— SUPPLIED DATA —
◆ ◆ ◆
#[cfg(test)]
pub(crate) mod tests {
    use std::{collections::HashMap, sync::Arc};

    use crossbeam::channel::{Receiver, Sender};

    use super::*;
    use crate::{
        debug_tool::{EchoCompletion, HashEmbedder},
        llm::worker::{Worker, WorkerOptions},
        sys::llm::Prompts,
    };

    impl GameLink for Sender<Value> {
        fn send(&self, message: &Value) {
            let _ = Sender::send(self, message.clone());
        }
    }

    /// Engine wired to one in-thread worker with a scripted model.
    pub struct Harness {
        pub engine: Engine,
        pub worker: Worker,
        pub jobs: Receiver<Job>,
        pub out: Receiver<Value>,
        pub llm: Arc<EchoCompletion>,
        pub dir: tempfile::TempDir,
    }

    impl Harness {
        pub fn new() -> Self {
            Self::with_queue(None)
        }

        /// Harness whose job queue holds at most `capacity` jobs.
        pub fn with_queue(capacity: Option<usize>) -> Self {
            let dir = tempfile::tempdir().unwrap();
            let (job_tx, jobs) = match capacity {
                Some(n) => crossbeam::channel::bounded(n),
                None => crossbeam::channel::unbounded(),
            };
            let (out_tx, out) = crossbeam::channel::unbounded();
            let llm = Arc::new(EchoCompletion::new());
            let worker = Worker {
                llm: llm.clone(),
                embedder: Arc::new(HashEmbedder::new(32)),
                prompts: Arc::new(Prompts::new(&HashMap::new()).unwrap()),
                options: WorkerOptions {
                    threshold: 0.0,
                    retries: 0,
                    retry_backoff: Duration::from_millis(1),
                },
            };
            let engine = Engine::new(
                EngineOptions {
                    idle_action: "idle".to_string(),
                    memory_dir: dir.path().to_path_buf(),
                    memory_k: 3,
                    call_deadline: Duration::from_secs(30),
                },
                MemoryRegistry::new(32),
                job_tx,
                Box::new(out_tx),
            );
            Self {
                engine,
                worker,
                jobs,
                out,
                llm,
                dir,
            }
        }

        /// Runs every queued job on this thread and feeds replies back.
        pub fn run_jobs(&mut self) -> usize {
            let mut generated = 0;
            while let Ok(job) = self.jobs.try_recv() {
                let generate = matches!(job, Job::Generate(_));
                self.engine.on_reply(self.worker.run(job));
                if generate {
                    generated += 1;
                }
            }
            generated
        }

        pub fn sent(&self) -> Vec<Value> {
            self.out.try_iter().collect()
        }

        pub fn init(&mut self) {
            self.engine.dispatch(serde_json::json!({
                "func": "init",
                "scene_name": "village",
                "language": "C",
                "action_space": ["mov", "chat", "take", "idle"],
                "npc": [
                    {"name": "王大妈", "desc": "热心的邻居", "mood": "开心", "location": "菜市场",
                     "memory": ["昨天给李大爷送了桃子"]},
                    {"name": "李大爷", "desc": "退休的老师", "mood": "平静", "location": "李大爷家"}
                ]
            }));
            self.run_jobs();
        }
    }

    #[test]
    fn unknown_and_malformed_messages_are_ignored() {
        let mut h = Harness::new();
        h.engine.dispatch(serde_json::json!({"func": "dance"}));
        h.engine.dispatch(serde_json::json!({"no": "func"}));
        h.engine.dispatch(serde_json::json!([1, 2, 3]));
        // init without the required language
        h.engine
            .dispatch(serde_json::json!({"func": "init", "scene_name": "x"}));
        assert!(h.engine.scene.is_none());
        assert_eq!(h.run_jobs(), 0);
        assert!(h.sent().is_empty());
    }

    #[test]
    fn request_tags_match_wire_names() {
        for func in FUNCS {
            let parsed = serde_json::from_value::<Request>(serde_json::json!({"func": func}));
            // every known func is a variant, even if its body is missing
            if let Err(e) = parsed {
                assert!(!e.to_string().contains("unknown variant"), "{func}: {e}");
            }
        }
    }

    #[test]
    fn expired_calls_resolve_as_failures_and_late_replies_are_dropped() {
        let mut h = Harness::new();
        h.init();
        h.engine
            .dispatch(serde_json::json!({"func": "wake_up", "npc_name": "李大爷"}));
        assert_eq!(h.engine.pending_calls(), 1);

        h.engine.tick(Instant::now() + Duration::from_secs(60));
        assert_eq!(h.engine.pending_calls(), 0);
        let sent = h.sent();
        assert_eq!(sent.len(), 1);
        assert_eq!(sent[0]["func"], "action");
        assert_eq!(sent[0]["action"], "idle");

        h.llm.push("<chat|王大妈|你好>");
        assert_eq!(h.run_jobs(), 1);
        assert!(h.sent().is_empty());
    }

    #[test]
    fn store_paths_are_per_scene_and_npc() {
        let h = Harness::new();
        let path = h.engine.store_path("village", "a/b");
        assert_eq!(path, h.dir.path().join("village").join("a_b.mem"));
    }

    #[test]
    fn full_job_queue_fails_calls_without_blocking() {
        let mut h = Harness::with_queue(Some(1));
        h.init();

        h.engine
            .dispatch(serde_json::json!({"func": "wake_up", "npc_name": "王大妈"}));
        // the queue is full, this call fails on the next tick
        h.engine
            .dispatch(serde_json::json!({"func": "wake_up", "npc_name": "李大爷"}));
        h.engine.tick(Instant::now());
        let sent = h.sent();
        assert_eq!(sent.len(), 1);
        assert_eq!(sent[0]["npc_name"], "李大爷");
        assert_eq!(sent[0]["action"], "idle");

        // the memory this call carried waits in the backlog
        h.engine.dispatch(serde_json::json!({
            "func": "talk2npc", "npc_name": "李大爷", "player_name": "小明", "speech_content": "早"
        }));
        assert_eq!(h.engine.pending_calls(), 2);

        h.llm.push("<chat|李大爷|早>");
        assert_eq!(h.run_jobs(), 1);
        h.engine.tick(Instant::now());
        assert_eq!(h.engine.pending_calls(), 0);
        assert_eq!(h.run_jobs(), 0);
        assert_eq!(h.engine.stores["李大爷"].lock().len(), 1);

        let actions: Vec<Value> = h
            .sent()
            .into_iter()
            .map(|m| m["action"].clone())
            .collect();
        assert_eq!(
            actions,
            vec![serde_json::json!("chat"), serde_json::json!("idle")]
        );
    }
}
◆ ◆ ◆
All entries are to be copied exactly as they read.

— WRITTEN REPLY —
#[cfg(test)]
pub(crate) mod tests {
    use std::{collections::HashMap, sync::Arc};

    use crossbeam::channel::{Receiver, Sender};

    use super::*;
    use crate::{
        debug_tool::{EchoCompletion, HashEmbedder},
        llm::worker::{Worker, WorkerOptions},
        sys::llm::Prompts,
    };

    impl GameLink for Sender<Value> {
        fn send(&self, message: &Value) {
            let _ = Sender::send(self, message.clone());
        }
    }

    /// Engine wired to one in-thread worker with a scripted model.
    pub struct Harness {
        pub engine: Engine,
        pub worker: Worker,
        pub jobs: Receiver<Job>,
        pub out: Receiver<Value>,
        pub llm: Arc<EchoCompletion>,
        pub dir: tempfile::TempDir,
    }

    impl Harness {
        pub fn new() -> Self {
            Self::with_queue(None)
        }

        /// Harness whose job queue holds at most `capacity` jobs.
        pub fn with_queue(capacity: Option<usize>) -> Self {
            let dir = tempfile::tempdir().unwrap();
            let (job_tx, jobs) = match capacity {
                Some(n) => crossbeam::channel::bounded(n),
                None => crossbeam::channel::unbounded(),
            };
            let (out_tx, out) = crossbeam::channel::unbounded();
            let llm = Arc::new(EchoCompletion::new());
            let worker = Worker {
                llm: llm.clone(),
                embedder: Arc::new(HashEmbedder::new(32)),
                prompts: Arc::new(Prompts::new(&HashMap::new()).unwrap()),
                options: WorkerOptions {
                    threshold: 0.0,
                    retries: 0,
                    retry_backoff: Duration::from_millis(1),
                },
            };
            let engine = Engine::new(
                EngineOptions {
                    idle_action: "idle".to_string(),
                    memory_dir: dir.path().to_path_buf(),
                    memory_k: 3,
                    call_deadline: Duration::from_secs(30),
                },
                MemoryRegistry::new(32),
                job_tx,
                Box::new(out_tx),
            );
            Self {
                engine,
                worker,
                jobs,
                out,
                llm,
                dir,
            }
        }

        /// Runs every queued job on this thread and feeds replies back.
        pub fn run_jobs(&mut self) -> usize {
            let mut generated = 0;
            while let Ok(job) = self.jobs.try_recv() {
                let generate = matches!(job, Job::Generate(_));
                self.engine.on_reply(self.worker.run(job));
                if generate {
                    generated += 1;
                }
            }
            generated
        }

        pub fn sent(&self) -> Vec<Value> {
            self.out.try_iter().collect()
        }

        pub fn init(&mut self) {
            self.engine.dispatch(serde_json::json!({
                "func": "init",
                "scene_name": "village",
                "language": "C",
                "action_space": ["mov", "chat", "take", "idle"],
                "npc": [
                    {"name": "王大妈", "desc": "热心的邻居", "mood": "开心", "location": "菜市场",
                     "memory": ["昨天给李大爷送了桃子"]},
                    {"name": "李大爷", "desc": "退休的老师", "mood": "平静", "location": "李大爷家"}
                ]
            }));
            self.run_jobs();
        }
    }

    #[test]
    fn unknown_and_malformed_messages_are_ignored() {
        let mut h = Harness::new();
        h.engine.dispatch(serde_json::json!({"func": "dance"}));
        h.engine.dispatch(serde_json::json!({"no": "func"}));
        h.engine.dispatch(serde_json::json!([1, 2, 3]));
        // init without the required language
        h.engine
            .dispatch(serde_json::json!({"func": "init", "scene_name": "x"}));
        assert!(h.engine.scene.is_none());
        assert_eq!(h.run_jobs(), 0);
        assert!(h.sent().is_empty());
    }

    #[test]
    fn request_tags_match_wire_names() {
        for func in FUNCS {
            let parsed = serde_json::from_value::<Request>(serde_json::json!({"func": func}));
            // every known func is a variant, even if its body is missing
            if let Err(e) = parsed {
                assert!(!e.to_string().contains("unknown variant"), "{func}: {e}");
            }
        }
    }

    #[test]
    fn expired_calls_resolve_as_failures_and_late_replies_are_dropped() {
        let mut h = Harness::new();
        h.init();
        h.engine
            .dispatch(serde_json::json!({"func": "wake_up", "npc_name": "李大爷"}));
        assert_eq!(h.engine.pending_calls(), 1);

        h.engine.tick(Instant::now() + Duration::from_secs(60));
        assert_eq!(h.engine.pending_calls(), 0);
        let sent = h.sent();
        assert_eq!(sent.len(), 1);
        assert_eq!(sent[0]["func"], "action");
        assert_eq!(sent[0]["action"], "idle");

        h.llm.push("<chat|王大妈|你好>");
        assert_eq!(h.run_jobs(), 1);
        assert!(h.sent().is_empty());
    }

    #[test]
    fn store_paths_are_per_scene_and_npc() {
        let h = Harness::new();
        let path = h.engine.store_path("village", "a/b");
        assert_eq!(path, h.dir.path().join("village").join("a_b.mem"));
    }

    #[test]
    fn full_job_queue_fails_calls_without_blocking() {
        let mut h = Harness::with_queue(Some(1));
        h.init();

        h.engine
            .dispatch(serde_json::json!({"func": "wake_up", "npc_name": "王大妈"}));
        // the queue is full, this call fails on the next tick
        h.engine
            .dispatch(serde_json::json!({"func": "wake_up", "npc_name": "李大爷"}));
        h.engine.tick(Instant::now());
        let sent = h.sent();
        assert_eq!(sent.len(), 1);
        assert_eq!(sent[0]["npc_name"], "李大爷");
        assert_eq!(sent[0]["action"], "idle");

        // the memory this call carried waits in the backlog
        h.engine.dispatch(serde_json::json!({
            "func": "talk2npc", "npc_name": "李大爷", "player_name": "小明", "speech_content": "早"
        }));
        assert_eq!(h.engine.pending_calls(), 2);

        h.llm.push("<chat|李大爷|早>");
        assert_eq!(h.run_jobs(), 1);
        h.engine.tick(Instant::now());
        assert_eq!(h.engine.pending_calls(), 0);
        assert_eq!(h.run_jobs(), 0);
        assert_eq!(h.engine.stores["李大爷"].lock().len(), 1);

        let actions: Vec<Value> = h
            .sent()
            .into_iter()
            .map(|m| m["action"].clone())
            .collect();
        assert_eq!(
            actions,
            vec![serde_json::json!("chat"), serde_json::json!("idle")]
        );
    }
}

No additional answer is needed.